Materials and methods

Cell lines and culture conditions

The pediatric glioma cell lines used in this study included SF9427 (RRID: CVCL_E5GC), SF8628 (RRID: CVCL_IT46), SF7761 (RRID: CVCL_IT45), and DIPGXVII/SU-DIPG-XVII (RRID: CVCL_C1MW). SF9427 was obtained from the UCSF Medical Center, while SF8628 and SF7761 were acquired from Millipore Sigma. DIPGXVII was kindly gifted by Paul Knoepfler [35]. SF9427 was derived from a frontal cortex biopsy of a 9-year-old female and was first described by [36]. This cell line is histone mutation wild-type (WT) and TP53-WT. SF8628 was derived in situ from the brainstem pons of a 10-year-old female and was first reported by [36]. This cell line harbors the H3.3K27M mutation and is TP53-mutant.

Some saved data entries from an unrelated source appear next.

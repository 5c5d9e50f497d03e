//! Ollama embedding provider.
//!
//! Calls the `/api/embeddings` endpoint with bounded per-batch concurrency.

use std::{future::Future, pin::Pin, time::Duration};

use futures::stream::{self, StreamExt};
use reqwest::StatusCode;
use serde::{Deserialize, Serialize};
use tracing::debug;

use crate::embed::EmbeddingProvider;
use crate::errors::RagError;

/// Configuration for the Ollama embedding backend.
#[derive(Clone, Debug)]
pub struct OllamaConfig {
    /// Base URL of the Ollama server.
    pub url: String,
    /// Embedding model identifier (e.g., "bge-m3").
    pub model: String,
    /// Expected embedding dimension size.
    pub dim: usize,
    /// Max concurrent embedding requests per batch.
    pub concurrency: usize,
}

impl Default for OllamaConfig {
    fn default() -> Self {
        Self {
            url: "http://localhost:11434".to_string(),
            model: "bge-m3".to_string(),
            dim: 1024,
            concurrency: 4,
        }
    }
}

#[derive(Debug, Serialize)]
struct EmbedRequest<'a> {
    model: &'a str,
    prompt: &'a str,
}

#[derive(Debug, Deserialize)]
struct EmbedResponse {
    embedding: Vec<f32>,
}

/// Ollama embedding provider (async).
pub struct OllamaEmbedder {
    http: reqwest::Client,
    cfg: OllamaConfig,
}

impl OllamaEmbedder {
    /// Constructs a new embedder from configuration.
    ///
    /// # Errors
    /// Returns `RagError::Embedding` if the HTTP client cannot be built.
    pub fn new(cfg: OllamaConfig) -> Result<Self, RagError> {
        let http = reqwest::Client::builder()
            .timeout(Duration::from_secs(60))
            .build()
            .map_err(|e| RagError::Embedding(format!("http client build: {e}")))?;
        Ok(Self { http, cfg })
    }

    async fn embed_one(&self, text: &str) -> Result<Vec<f32>, RagError> {
        let url = format!("{}/api/embeddings", self.cfg.url);
        let req = EmbedRequest {
            model: &self.cfg.model,
            prompt: text,
        };

        let resp = self
            .http
            .post(&url)
            .json(&req)
            .send()
            .await
            .map_err(|e| RagError::Embedding(format!("POST {url}: {e}")))?;

        if resp.status() != StatusCode::OK {
            let code = resp.status();
            let body = resp
                .text()
                .await
                .unwrap_or_else(|_| "<failed to read body>".into());
            return Err(RagError::Embedding(format!(
                "ollama embeddings non-200: {code}; body: {body}"
            )));
        }

        let parsed: EmbedResponse = resp
            .json()
            .await
            .map_err(|e| RagError::Embedding(format!("parse embeddings json: {e}")))?;

        if parsed.embedding.len() != self.cfg.dim {
            return Err(RagError::VectorSizeMismatch {
                got: parsed.embedding.len(),
                want: self.cfg.dim,
            });
        }
        Ok(parsed.embedding)
    }
}

impl EmbeddingProvider for OllamaEmbedder {
    fn embed<'a>(
        &'a self,
        texts: &'a [String],
    ) -> Pin<Box<dyn Future<Output = Result<Vec<Vec<f32>>, RagError>> + Send + 'a>> {
        Box::pin(async move {
            debug!(
                "embedding {} texts via ollama model '{}'",
                texts.len(),
                self.cfg.model
            );

            let indexed: Vec<(usize, Vec<f32>)> = stream::iter(0..texts.len())
                .map(|i| async move { Ok::<_, RagError>((i, self.embed_one(&texts[i]).await?)) })
                .buffer_unordered(self.cfg.concurrency.max(1))
                .collect::<Vec<_>>()
                .await
                .into_iter()
                .collect::<Result<Vec<_>, _>>()?;

            // buffer_unordered completes out of order; restore input order.
            let mut out = vec![Vec::new(); texts.len()];
            for (i, v) in indexed {
                out[i] = v;
            }
            Ok(out)
        })
    }

    fn embed_query<'a>(
        &'a self,
        text: &'a str,
    ) -> Pin<Box<dyn Future<Output = Result<Vec<f32>, RagError>> + Send + 'a>> {
        Box::pin(self.embed_one(text))
    }
}
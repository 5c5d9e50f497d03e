//! Unified error types for the crate.

use thiserror::Error;

/// Top-level error for pipeline operations.
#[derive(Debug, Error)]
pub enum RagError {
    /// I/O or filesystem errors.
    #[error("io error: {0}")]
    Io(#[from] std::io::Error),

    /// JSON parsing / serialization errors.
    #[error("parse error: {0}")]
    Parse(#[from] serde_json::Error),

    /// Invalid or unsupported configuration.
    #[error("config error: {0}")]
    Config(String),

    /// Source file missing, unreadable, or in an unsupported format.
    #[error("ingest error: {0}")]
    Ingest(String),

    /// Invalid split parameters.
    #[error("chunking error: {0}")]
    Chunking(String),

    /// Mismatch between an embedding and the collection's vector size.
    #[error("vector size mismatch: got {got}, want {want}")]
    VectorSizeMismatch { got: usize, want: usize },

    /// Embedding backend failed to embed inputs.
    #[error("embedding error: {0}")]
    Embedding(String),

    /// Vector store unreachable or collection schema mismatch.
    #[error("collection error: {0}")]
    Collection(String),

    /// Batch write failure after retry exhaustion. Earlier batches stay
    /// committed; `committed` counts the points already written.
    #[error("upsert failed at batch {batch_index} ({committed} points committed): {source}")]
    Upsert {
        batch_index: usize,
        committed: usize,
        #[source]
        source: Box<RagError>,
    },

    /// Query embedding or retrieval failure.
    #[error("search error: {0}")]
    Search(String),

    /// A retried operation failed on every attempt.
    #[error("operation failed after {attempts} attempts: {source}")]
    RetryExhausted {
        attempts: usize,
        #[source]
        source: Box<RagError>,
    },

    /// Generic error from anyhow chain.
    #[error("internal: {0}")]
    Internal(#[from] anyhow::Error),
}

impl RagError {
    /// Whether another attempt can plausibly succeed.
    ///
    /// Transport-level failures (store, embedding backend, retrieval) are
    /// transient; bad input, bad configuration and schema mismatches are
    /// final and must not burn the retry budget.
    pub fn is_retryable(&self) -> bool {
        match self {
            RagError::Collection(_) | RagError::Embedding(_) | RagError::Search(_) => true,
            RagError::Upsert { source, .. } => source.is_retryable(),
            _ => false,
        }
    }
}

#[cfg(test)]
mod tests {
    use super::*;

    #[test]
    fn transient_failures_are_retryable() {
        assert!(RagError::Collection("unreachable".into()).is_retryable());
        assert!(RagError::Embedding("timeout".into()).is_retryable());
        assert!(!RagError::Config("bad k".into()).is_retryable());
        assert!(!RagError::VectorSizeMismatch { got: 3, want: 4 }.is_retryable());
        assert!(!RagError::Ingest("missing file".into()).is_retryable());
    }

    #[test]
    fn upsert_retryability_follows_the_wrapped_error() {
        let transient = RagError::Upsert {
            batch_index: 2,
            committed: 128,
            source: Box::new(RagError::Collection("down".into())),
        };
        assert!(transient.is_retryable());

        let fatal = RagError::Upsert {
            batch_index: 0,
            committed: 0,
            source: Box::new(RagError::VectorSizeMismatch { got: 8, want: 4 }),
        };
        assert!(!fatal.is_retryable());
    }
}
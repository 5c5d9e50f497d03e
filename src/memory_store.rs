//! In-process [`VectorStore`] used by tests and Qdrant-free runs.
//!
//! Brute-force scoring over a `BTreeMap`; fine for corpora that fit in
//! memory, not a substitute for a real ANN index.

use std::collections::{BTreeMap, HashMap};
use std::sync::Mutex;

use serde_json::Value;
use uuid::Uuid;

use crate::config::DistanceKind;
use crate::errors::RagError;
use crate::store::{
    KeywordFilter, PointRecord, ScoredRecord, StoreFuture, VectorSpace, VectorStore,
    cosine_similarity,
};

struct MemCollection {
    space: VectorSpace,
    points: BTreeMap<Uuid, (Vec<f32>, Value)>,
}

/// In-memory vector store keyed by collection name.
#[derive(Default)]
pub struct MemoryStore {
    collections: Mutex<HashMap<String, MemCollection>>,
}

impl MemoryStore {
    pub fn new() -> Self {
        Self::default()
    }
}

fn score_for(distance: DistanceKind, query: &[f32], point: &[f32]) -> f32 {
    match distance {
        DistanceKind::Cosine => cosine_similarity(query, point),
        DistanceKind::Dot => query.iter().zip(point).map(|(a, b)| a * b).sum(),
        // Negated so that "higher is better" holds for every metric.
        DistanceKind::Euclid => {
            -query
                .iter()
                .zip(point)
                .map(|(a, b)| (a - b) * (a - b))
                .sum::<f32>()
                .sqrt()
        }
    }
}

fn matches_filter(payload: &Value, filter: &KeywordFilter) -> bool {
    let Some(terms) = payload.get("search_terms").and_then(|v| v.as_array()) else {
        return false;
    };
    terms
        .iter()
        .filter_map(|v| v.as_str())
        .any(|t| filter.terms.iter().any(|q| q == t))
}

fn missing(name: &str) -> RagError {
    RagError::Collection(format!("collection '{name}' not found"))
}

impl VectorStore for MemoryStore {
    fn collection_dim<'a>(&'a self, name: &'a str) -> StoreFuture<'a, Option<usize>> {
        Box::pin(async move {
            let collections = self.collections.lock().expect("memory store poisoned");
            Ok(collections.get(name).map(|c| c.space.size))
        })
    }

    fn create_collection<'a>(
        &'a self,
        name: &'a str,
        space: &'a VectorSpace,
    ) -> StoreFuture<'a, ()> {
        Box::pin(async move {
            let mut collections = self.collections.lock().expect("memory store poisoned");
            collections.insert(
                name.to_string(),
                MemCollection {
                    space: *space,
                    points: BTreeMap::new(),
                },
            );
            Ok(())
        })
    }

    fn delete_collection<'a>(&'a self, name: &'a str) -> StoreFuture<'a, ()> {
        Box::pin(async move {
            let mut collections = self.collections.lock().expect("memory store poisoned");
            collections.remove(name);
            Ok(())
        })
    }

    fn upsert<'a>(&'a self, name: &'a str, points: Vec<PointRecord>) -> StoreFuture<'a, usize> {
        Box::pin(async move {
            let mut collections = self.collections.lock().expect("memory store poisoned");
            let collection = collections.get_mut(name).ok_or_else(|| missing(name))?;
            let want = collection.space.size;
            for p in &points {
                if p.vector.len() != want {
                    return Err(RagError::VectorSizeMismatch {
                        got: p.vector.len(),
                        want,
                    });
                }
            }
            let written = points.len();
            for p in points {
                // Last write wins on id conflict.
                collection.points.insert(p.id, (p.vector, p.payload));
            }
            Ok(written)
        })
    }

    fn search<'a>(
        &'a self,
        name: &'a str,
        vector: Vec<f32>,
        limit: usize,
        filter: Option<&'a KeywordFilter>,
    ) -> StoreFuture<'a, Vec<ScoredRecord>> {
        Box::pin(async move {
            let collections = self.collections.lock().expect("memory store poisoned");
            let collection = collections.get(name).ok_or_else(|| missing(name))?;

            let mut hits: Vec<ScoredRecord> = collection
                .points
                .iter()
                .filter(|(_, (_, payload))| filter.is_none_or(|f| matches_filter(payload, f)))
                .map(|(id, (point_vector, payload))| ScoredRecord {
                    id: *id,
                    score: score_for(collection.space.distance, &vector, point_vector),
                    vector: point_vector.clone(),
                    payload: payload.clone(),
                })
                .collect();

            // Ties fall back to id so ordering stays deterministic.
            hits.sort_by(|a, b| {
                b.score
                    .partial_cmp(&a.score)
                    .unwrap_or(std::cmp::Ordering::Equal)
                    .then_with(|| a.id.cmp(&b.id))
            });
            hits.truncate(limit);
            Ok(hits)
        })
    }

    fn count<'a>(&'a self, name: &'a str) -> StoreFuture<'a, usize> {
        Box::pin(async move {
            let collections = self.collections.lock().expect("memory store poisoned");
            let collection = collections.get(name).ok_or_else(|| missing(name))?;
            Ok(collection.points.len())
        })
    }
}
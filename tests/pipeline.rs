//! End-to-end pipeline scenarios over the in-process store.

use std::sync::Arc;
use std::sync::atomic::{AtomicUsize, Ordering};

use rag_pipeline::{
    Document, DocumentSegment, EmbeddingProvider, KeywordFilter, MemoryStore, PointRecord,
    RagConfig, RagError, RagPipeline, ScoredRecord, StoreFuture, VectorSpace, VectorStore,
};

const DIM: usize = 8;

/// Known content words, one embedding dimension each; everything else is
/// ignored. Keeps retrieval scores fully predictable.
const VOCAB: [&str; 8] = [
    "alpha", "beta", "gamma", "particles", "decay", "rays", "detector", "nucleus",
];

fn embed_text(text: &str) -> Vec<f32> {
    let mut v = vec![0.0f32; DIM];
    for token in text
        .to_lowercase()
        .split(|c: char| !c.is_alphanumeric())
        .filter(|t| !t.is_empty())
    {
        if let Some(i) = VOCAB.iter().position(|w| *w == token) {
            v[i] += 1.0;
        }
    }
    let norm: f32 = v.iter().map(|x| x * x).sum::<f32>().sqrt();
    if norm > 0.0 {
        for x in &mut v {
            *x /= norm;
        }
    }
    v
}

/// Deterministic bag-of-words embedder over a fixed vocabulary.
struct StubEmbedder;

impl EmbeddingProvider for StubEmbedder {
    fn embed<'a>(&'a self, texts: &'a [String]) -> StoreFuture<'a, Vec<Vec<f32>>> {
        Box::pin(async move { Ok(texts.iter().map(|t| embed_text(t)).collect()) })
    }
}

fn test_config() -> RagConfig {
    let mut cfg = RagConfig::new_default("http://localhost:6334", "pipeline_test");
    cfg.embedding.dim = DIM;
    cfg.chunking.chunk_size = 500;
    cfg.chunking.chunk_overlap = 50;
    cfg.upsert_batch = 4;
    cfg.retry.max_retries = 2;
    cfg.retry.base_delay_ms = 1;
    cfg.search.k = 2;
    cfg.search.fetch_k = 10;
    cfg
}

fn pipeline() -> RagPipeline {
    RagPipeline::new(test_config(), Arc::new(MemoryStore::new())).unwrap()
}

/// Three separator-free pages sized to split into exactly 4 + 3 + 3 chunks
/// at chunk_size=500 / overlap=50.
fn three_page_document() -> Document {
    Document {
        id: "report.pdf".into(),
        segments: vec![
            DocumentSegment { index: 0, text: "x".repeat(1850) },
            DocumentSegment { index: 1, text: "y".repeat(1400) },
            DocumentSegment { index: 2, text: "z".repeat(1400) },
        ],
    }
}

#[tokio::test]
async fn ingest_three_pages_upserts_every_chunk() {
    let p = pipeline();

    let report = p
        .index_document(&three_page_document(), &StubEmbedder)
        .await
        .unwrap();

    assert_eq!(report.segments, 3);
    assert_eq!(report.chunks, 10);
    assert_eq!(report.upserted, 10);
    assert_eq!(p.count().await.unwrap(), 10);
}

#[tokio::test]
async fn reingesting_identical_chunks_is_idempotent() {
    let p = pipeline();
    let doc = three_page_document();

    p.index_document(&doc, &StubEmbedder).await.unwrap();
    let report = p.index_document(&doc, &StubEmbedder).await.unwrap();

    assert_eq!(report.upserted, 10);
    // Deterministic ids: the second run overwrote, not duplicated.
    assert_eq!(p.count().await.unwrap(), 10);
}

#[tokio::test]
async fn search_on_empty_collection_returns_no_hits() {
    let p = pipeline();
    p.ensure_collection().await.unwrap();

    let hits = p.search("anything at all", &StubEmbedder).await.unwrap();
    assert!(hits.is_empty());
}

#[tokio::test]
async fn fetch_k_smaller_than_k_is_rejected() {
    let mut cfg = test_config();
    cfg.search.k = 8;
    cfg.search.fetch_k = 2;

    let err = RagPipeline::new(cfg, Arc::new(MemoryStore::new())).unwrap_err();
    assert!(matches!(err, RagError::Config(_)));
}

#[tokio::test]
async fn hybrid_search_finds_the_matching_source() {
    let p = pipeline();
    for (name, text) in [
        ("alpha.txt", "alpha particles scatter in the detector chamber"),
        ("beta.txt", "beta decay emits electrons from the nucleus"),
        ("gamma.txt", "gamma rays are high energy photons"),
    ] {
        p.index_document(&Document::from_text(name, text), &StubEmbedder)
            .await
            .unwrap();
    }
    assert_eq!(p.count().await.unwrap(), 3);

    let hits = p.search("alpha particles", &StubEmbedder).await.unwrap();
    assert!(!hits.is_empty());
    assert_eq!(hits[0].source.as_deref(), Some("alpha.txt"));
    assert!(hits[0].text.contains("alpha"));
    assert!(hits[0].score > 0.0);
}

#[tokio::test]
async fn fewer_records_than_k_returns_all_of_them() {
    let p = pipeline();
    p.index_document(
        &Document::from_text("only.txt", "gamma rays are high energy photons"),
        &StubEmbedder,
    )
    .await
    .unwrap();

    let hits = p.search("gamma rays", &StubEmbedder).await.unwrap();
    assert_eq!(hits.len(), 1);
}

/// Store wrapper that lets the first `ok_calls` upserts through, then fails
/// every later one.
struct FlakyStore {
    inner: MemoryStore,
    ok_calls: usize,
    upsert_calls: AtomicUsize,
}

impl FlakyStore {
    fn new(ok_calls: usize) -> Self {
        Self {
            inner: MemoryStore::new(),
            ok_calls,
            upsert_calls: AtomicUsize::new(0),
        }
    }
}

impl VectorStore for FlakyStore {
    fn collection_dim<'a>(&'a self, name: &'a str) -> StoreFuture<'a, Option<usize>> {
        self.inner.collection_dim(name)
    }

    fn create_collection<'a>(
        &'a self,
        name: &'a str,
        space: &'a VectorSpace,
    ) -> StoreFuture<'a, ()> {
        self.inner.create_collection(name, space)
    }

    fn delete_collection<'a>(&'a self, name: &'a str) -> StoreFuture<'a, ()> {
        self.inner.delete_collection(name)
    }

    fn upsert<'a>(&'a self, name: &'a str, points: Vec<PointRecord>) -> StoreFuture<'a, usize> {
        let call = self.upsert_calls.fetch_add(1, Ordering::SeqCst);
        if call >= self.ok_calls {
            Box::pin(async { Err(RagError::Collection("injected outage".into())) })
        } else {
            self.inner.upsert(name, points)
        }
    }

    fn search<'a>(
        &'a self,
        name: &'a str,
        vector: Vec<f32>,
        limit: usize,
        filter: Option<&'a KeywordFilter>,
    ) -> StoreFuture<'a, Vec<ScoredRecord>> {
        self.inner.search(name, vector, limit, filter)
    }

    fn count<'a>(&'a self, name: &'a str) -> StoreFuture<'a, usize> {
        self.inner.count(name)
    }
}

#[tokio::test]
async fn upsert_keeps_partial_progress_on_batch_failure() {
    let store = Arc::new(FlakyStore::new(1));
    let p = RagPipeline::new(test_config(), store.clone()).unwrap();

    let err = p
        .index_document(&three_page_document(), &StubEmbedder)
        .await
        .unwrap_err();

    match err {
        RagError::Upsert {
            batch_index,
            committed,
            ..
        } => {
            assert_eq!(batch_index, 1);
            assert_eq!(committed, 4);
        }
        other => panic!("unexpected error: {other}"),
    }

    // The first batch stays committed; nothing was rolled back.
    assert_eq!(store.count("pipeline_test").await.unwrap(), 4);
}
//! Thin adapter around `qdrant-client` to isolate API usage.
//!
//! This facade concentrates all Qdrant interactions behind the
//! [`VectorStore`] trait, hiding the verbose builder pattern and keeping the
//! rest of the pipeline decoupled from `qdrant-client`.

use qdrant_client::qdrant::{
    Condition, CountPointsBuilder, CreateCollectionBuilder, Distance, FieldCondition, Filter,
    Match, MinShould, PointStruct, SearchPointsBuilder, UpsertPointsBuilder, VectorParamsBuilder,
    condition::ConditionOneOf, r#match::MatchValue, vectors_config,
};
use qdrant_client::{Payload, Qdrant};
use tracing::{debug, info, warn};
use uuid::Uuid;

use crate::config::{DistanceKind, QdrantConfig};
use crate::errors::RagError;
use crate::store::{KeywordFilter, PointRecord, ScoredRecord, StoreFuture, VectorSpace, VectorStore};

/// Qdrant-backed [`VectorStore`] (gRPC, builder API).
pub struct QdrantStore {
    client: Qdrant,
}

impl QdrantStore {
    /// Creates a new store from the given configuration.
    ///
    /// Supports optional API key authentication (Qdrant Cloud).
    ///
    /// # Errors
    /// Returns `RagError::Collection` if the client cannot be constructed.
    pub fn new(cfg: &QdrantConfig) -> Result<Self, RagError> {
        let mut builder = Qdrant::from_url(&cfg.url);
        if let Some(key) = &cfg.api_key {
            builder = builder.api_key(key.clone());
        }
        let client = builder
            .build()
            .map_err(|e| RagError::Collection(format!("client build: {e}")))?;
        Ok(Self { client })
    }
}

fn to_distance(kind: DistanceKind) -> Distance {
    match kind {
        DistanceKind::Cosine => Distance::Cosine,
        DistanceKind::Dot => Distance::Dot,
        DistanceKind::Euclid => Distance::Euclid,
    }
}

/// OR-filter over `search_terms` (min_should = 1), mirroring the keyword
/// recall pass.
fn terms_filter(filter: &KeywordFilter) -> Filter {
    let should: Vec<Condition> = filter
        .terms
        .iter()
        .map(|t| Condition {
            condition_one_of: Some(ConditionOneOf::Field(FieldCondition {
                key: "search_terms".to_string(),
                r#match: Some(Match {
                    match_value: Some(MatchValue::Keyword(t.clone())),
                }),
                ..Default::default()
            })),
        })
        .collect();

    Filter {
        must: Vec::new(),
        must_not: Vec::new(),
        min_should: Some(MinShould {
            conditions: should.clone(),
            min_count: 1,
        }),
        should,
    }
}

/// Vector size declared by an existing collection, when determinable.
fn info_vector_size(info: qdrant_client::qdrant::CollectionInfo) -> Option<usize> {
    let cfg = info.config?.params?.vectors_config?.config?;
    match cfg {
        vectors_config::Config::Params(p) => Some(p.size as usize),
        vectors_config::Config::ParamsMap(_) => None,
    }
}

fn point_id_to_uuid(sp: &qdrant_client::qdrant::ScoredPoint) -> Uuid {
    use qdrant_client::qdrant::point_id::PointIdOptions;
    match sp.id.as_ref().and_then(|p| p.point_id_options.as_ref()) {
        Some(PointIdOptions::Uuid(s)) => Uuid::parse_str(s).unwrap_or(Uuid::nil()),
        Some(PointIdOptions::Num(n)) => Uuid::from_u128(*n as u128),
        None => Uuid::nil(),
    }
}

fn point_vector(sp: &qdrant_client::qdrant::ScoredPoint) -> Vec<f32> {
    use qdrant_client::qdrant::vectors_output::VectorsOptions;
    match sp.vectors.as_ref().and_then(|v| v.vectors_options.as_ref()) {
        Some(VectorsOptions::Vector(v)) => v.data.clone(),
        _ => Vec::new(),
    }
}

/// Converts a Qdrant payload map into JSON.
fn payload_to_json(
    payload: std::collections::HashMap<String, qdrant_client::qdrant::Value>,
) -> serde_json::Value {
    let mut m = serde_json::Map::new();
    for (k, v) in payload {
        m.insert(k, v.into_json());
    }
    serde_json::Value::Object(m)
}

impl VectorStore for QdrantStore {
    fn collection_dim<'a>(&'a self, name: &'a str) -> StoreFuture<'a, Option<usize>> {
        Box::pin(async move {
            let exists = self
                .client
                .collection_exists(name)
                .await
                .map_err(|e| RagError::Collection(format!("collection_exists: {e}")))?;
            if !exists {
                debug!("collection '{name}' not found");
                return Ok(None);
            }
            let info = self
                .client
                .collection_info(name)
                .await
                .map_err(|e| RagError::Collection(format!("collection_info: {e}")))?;
            match info.result.and_then(info_vector_size) {
                Some(size) => Ok(Some(size)),
                None => Err(RagError::Collection(format!(
                    "collection '{name}' has an unsupported vectors config"
                ))),
            }
        })
    }

    fn create_collection<'a>(
        &'a self,
        name: &'a str,
        space: &'a VectorSpace,
    ) -> StoreFuture<'a, ()> {
        Box::pin(async move {
            info!(
                "creating collection '{name}' with size={} distance={:?}",
                space.size, space.distance
            );
            self.client
                .create_collection(
                    CreateCollectionBuilder::new(name).vectors_config(VectorParamsBuilder::new(
                        space.size as u64,
                        to_distance(space.distance),
                    )),
                )
                .await
                .map_err(|e| RagError::Collection(format!("create_collection: {e}")))?;
            Ok(())
        })
    }

    fn delete_collection<'a>(&'a self, name: &'a str) -> StoreFuture<'a, ()> {
        Box::pin(async move {
            self.client
                .delete_collection(name)
                .await
                .map_err(|e| RagError::Collection(format!("delete_collection: {e}")))?;
            Ok(())
        })
    }

    fn upsert<'a>(&'a self, name: &'a str, points: Vec<PointRecord>) -> StoreFuture<'a, usize> {
        Box::pin(async move {
            if points.is_empty() {
                debug!("no points provided for upsert");
                return Ok(0);
            }

            let mut qdrant_points = Vec::with_capacity(points.len());
            for p in points {
                let payload = Payload::try_from(p.payload)
                    .map_err(|e| RagError::Collection(format!("payload convert: {e}")))?;
                qdrant_points.push(PointStruct::new(p.id.to_string(), p.vector, payload));
            }

            let written = qdrant_points.len();
            self.client
                .upsert_points(UpsertPointsBuilder::new(name, qdrant_points).wait(true))
                .await
                .map_err(|e| RagError::Collection(format!("upsert_points: {e}")))?;

            debug!("upserted {written} points into '{name}'");
            Ok(written)
        })
    }

    fn search<'a>(
        &'a self,
        name: &'a str,
        vector: Vec<f32>,
        limit: usize,
        filter: Option<&'a KeywordFilter>,
    ) -> StoreFuture<'a, Vec<ScoredRecord>> {
        Box::pin(async move {
            let mut builder = SearchPointsBuilder::new(name, vector, limit as u64)
                .with_payload(true)
                .with_vectors(true);
            if let Some(f) = filter {
                builder = builder.filter(terms_filter(f));
            }

            let resp = self
                .client
                .search_points(builder)
                .await
                .map_err(|e| RagError::Search(format!("search_points: {e}")))?;

            let mut out = Vec::with_capacity(resp.result.len());
            for sp in resp.result {
                let id = point_id_to_uuid(&sp);
                if id.is_nil() {
                    warn!("skipping hit with unreadable point id in '{name}'");
                    continue;
                }
                out.push(ScoredRecord {
                    id,
                    score: sp.score,
                    vector: point_vector(&sp),
                    payload: payload_to_json(sp.payload),
                });
            }
            debug!("search in '{name}' returned {} hits", out.len());
            Ok(out)
        })
    }

    fn count<'a>(&'a self, name: &'a str) -> StoreFuture<'a, usize> {
        Box::pin(async move {
            let resp = self
                .client
                .count(CountPointsBuilder::new(name).exact(true))
                .await
                .map_err(|e| RagError::Collection(format!("count: {e}")))?;
            Ok(resp.result.map(|r| r.count as usize).unwrap_or(0))
        })
    }
}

DIPG XVII (SU-DIPG-XVII) was derived from a pontine biopsy of a 9-year-old male and was described by [37]. This cell line also harbors the H3.3K27M mutation. SF7761 was derived from a spinal cord biopsy of a 6-year-old female and was also first reported by [36]. U87 and U118 cells were obtained from the ATCC (American Type Culture Collection). U87-MG was originally derived from a 44-year-old male patient diagnosed with glioblastoma (GBM) and is TP53 wild-type, while U118-MG was established from a 50-year-old female patient diagnosed with glioblastoma and harbors a TP53 mutation. SF8628, SF9427, U87 and U118 were cultured at 37 °C at 5% CO₂ in DMEM-high glucose (Sigma, Cat. No. D6546) supplemented with 10% FBS and 1× Penicillin-Streptomycin. SF7761 and DIPGXVII were grown in Tumor Stem Medium [38], which consisted of DMEM/F12 1:1 (Invitrogen), Neurobasal-A (Invitrogen), 10 mM HEPES (Invitrogen), 1× MEM sodium pyruvate (Invitrogen), 1× MEM nonessential amino acids (Invitrogen), 1% GlutaMax (Invitrogen), human basic fibroblast growth factor (20 ng/mL, Shenandoah), human epidermal growth factor (20 ng/mL, Shenandoah), human platelet-derived growth factor (PDGF)-A and PDGF-B (20 ng/mL each, Shenandoah), heparin (10 ng/mL, StemCell Technologies), and B27 supplement without Vitamin A (Invitrogen). DIPGXVII was grown in DMEM with 10% FBS for 96 h before RNA extraction for RNA-seq experiment to minimize differences in gene expression due to growth media.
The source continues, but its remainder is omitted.